As the successor to Henri Michel, Gerard Gili and Uli Stielike, what has Vahid Halilhodzic done for the team? His approach seemed incompatible at first and yet he now looks to have been the ideal appointment.
He's been able to adapt to the demands of African football, and Ivorian football in particular. He's moderated his approach and, above all, he's come across a group of players who are ready to listen and want to progress and succeed. Those two things together have produced the good results we're getting at the moment. My ambition is for myself and my colleagues to leave our mark on the history of Ivorian football. We've already played in a World Cup and that's a good thing. Since Germany, we've realised our weaknesses, but also what our strengths are. Now we want to appear in a second consecutive edition and, above all, do better than in 2006.

What does it mean to you and to the continent in general that the FIFA World Cup will be held in Africa for the first time?
It's a chance for the African continent to show another side of itself to the one people usually see, by which I mean war or poverty. It's a chance to prove that we're capable of bringing joy and happiness to the whole world. And, above all, that we're capable of organising an event as important as the World Cup, because the goal is that there'll be others to follow it.

Should you qualify, it could be your last FIFA World Cup as you will be 32 next summer. On the other hand, age seems to have no impact on your performances.
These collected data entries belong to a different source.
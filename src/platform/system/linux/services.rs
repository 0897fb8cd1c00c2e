use std::collections::HashMap;

use log::debug;

use crate::core::system_monitor::metrics::ServiceInfo;
use crate::error::Result;
use crate::platform::command::{command_exists, run_command};

/// systemd services; empty when systemctl is not installed
pub fn get_services() -> Result<Vec<ServiceInfo>> {
    if !command_exists("systemctl") {
        return Ok(vec![]);
    }

    let units = run_command(
        "systemctl",
        &[
            "list-units",
            "--type=service",
            "--all",
            "--no-legend",
            "--no-pager",
            "--plain",
        ],
    )?;
    let unit_files = run_command(
        "systemctl",
        &["list-unit-files", "--type=service", "--no-legend", "--no-pager"],
    )
    .unwrap_or_default();

    let rows = parse_list_units(&units);
    let mut services = join_units(&rows, &parse_unit_files(&unit_files));

    let mut args = vec!["show", "--no-pager", "-p", "Id,MainPID,User"];
    args.extend(rows.iter().map(|row| row.unit.as_str()));
    match run_command("systemctl", &args) {
        Ok(output) => apply_main_processes(&mut services, &parse_show(&output)),
        Err(e) => debug!("Service owners unavailable: {}", e),
    }

    Ok(services)
}

/// Main process of a unit as reported by `systemctl show`
#[derive(Debug, Clone, Default, PartialEq)]
pub struct UnitProcess {
    pub main_pid: Option<u32>,
    pub user: Option<String>,
}

/// Blank-line separated `Key=Value` blocks -> unit id -> main process
pub fn parse_show(output: &str) -> HashMap<String, UnitProcess> {
    let mut units = HashMap::new();
    for block in output.split("\n\n") {
        let mut id = None;
        let mut process = UnitProcess::default();
        for (key, value) in block.lines().filter_map(|line| line.split_once('=')) {
            match key.trim() {
                "Id" => id = Some(value.trim().to_string()),
                "MainPID" => process.main_pid = value.trim().parse().ok().filter(|pid| *pid > 0),
                "User" if !value.trim().is_empty() => {
                    process.user = Some(value.trim().to_string())
                }
                _ => {}
            }
        }
        if let Some(id) = id {
            units.insert(id, process);
        }
    }
    units
}

/// Running units without `User=` belong to the system manager, i.e. root
pub fn apply_main_processes(services: &mut [ServiceInfo], units: &HashMap<String, UnitProcess>) {
    for service in services.iter_mut() {
        let Some(unit) = units.get(&service.name) else {
            continue;
        };
        service.pid = unit.main_pid;
        service.username = match (&unit.user, unit.main_pid) {
            (Some(user), _) => Some(user.clone()),
            (None, Some(_)) => Some("root".to_string()),
            (None, None) => None,
        };
    }
}

#[derive(Debug, Clone, PartialEq)]
pub struct UnitRow {
    pub unit: String,
    pub active: String,
    pub sub: String,
    pub description: String,
}

/// `UNIT LOAD ACTIVE SUB DESCRIPTION...`
pub fn parse_list_units(output: &str) -> Vec<UnitRow> {
    output
        .lines()
        .filter_map(|line| {
            // Failed units carry a leading marker even in some --plain outputs
            let line = line.trim().trim_start_matches('●').trim_start();
            let mut fields = line.split_whitespace();
            let unit = fields.next()?;
            let _load = fields.next()?;
            let active = fields.next()?;
            let sub = fields.next()?;
            let description = fields.collect::<Vec<_>>().join(" ");
            Some(UnitRow {
                unit: unit.to_string(),
                active: active.to_string(),
                sub: sub.to_string(),
                description,
            })
        })
        .collect()
}

/// `UNIT STATE [PRESET]` -> unit -> state
pub fn parse_unit_files(output: &str) -> HashMap<String, String> {
    output
        .lines()
        .filter_map(|line| {
            let mut fields = line.split_whitespace();
            Some((fields.next()?.to_string(), fields.next()?.to_string()))
        })
        .collect()
}

pub fn join_units(units: &[UnitRow], unit_files: &HashMap<String, String>) -> Vec<ServiceInfo> {
    units
        .iter()
        .map(|row| ServiceInfo {
            name: row.unit.clone(),
            display_name: row
                .unit
                .strip_suffix(".service")
                .unwrap_or(&row.unit)
                .to_string(),
            status: row.sub.clone(),
            start_type: unit_files
                .get(&row.unit)
                .or_else(|| unit_files.get(&template_name(&row.unit)?))
                .cloned()
                .unwrap_or_else(|| "unknown".to_string()),
            pid: None,
            username: None,
            description: if row.description.is_empty() {
                None
            } else {
                Some(row.description.clone())
            },
        })
        .collect()
}

/// "getty@tty1.service" -> "getty@.service"
fn template_name(unit: &str) -> Option<String> {
    let (prefix, rest) = unit.split_once('@')?;
    let suffix = rest.rsplit_once('.').map(|(_, ext)| ext)?;
    Some(format!("{}@.{}", prefix, suffix))
}
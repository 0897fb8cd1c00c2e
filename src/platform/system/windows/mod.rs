// Windows hardware and system queries

pub mod connections;
pub mod core;
pub mod cpu;
pub mod gpu;
pub mod mbo;
pub mod ram;
pub mod services;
You still look to be as clinical and motivated as ever.
Aside from the pleasure of representing my country, the one thing that carries me forward is the joy of playing. I wasn't lucky enough to start out at the highest level early on. Unlike most players, I didn't follow the classic route of going to an academy and I reached the top level late, at around 25 or 26. The only thing you tell yourself in that situation is that you're lucky to have made it at all and that you need to make the most of each match and every second spent on the pitch.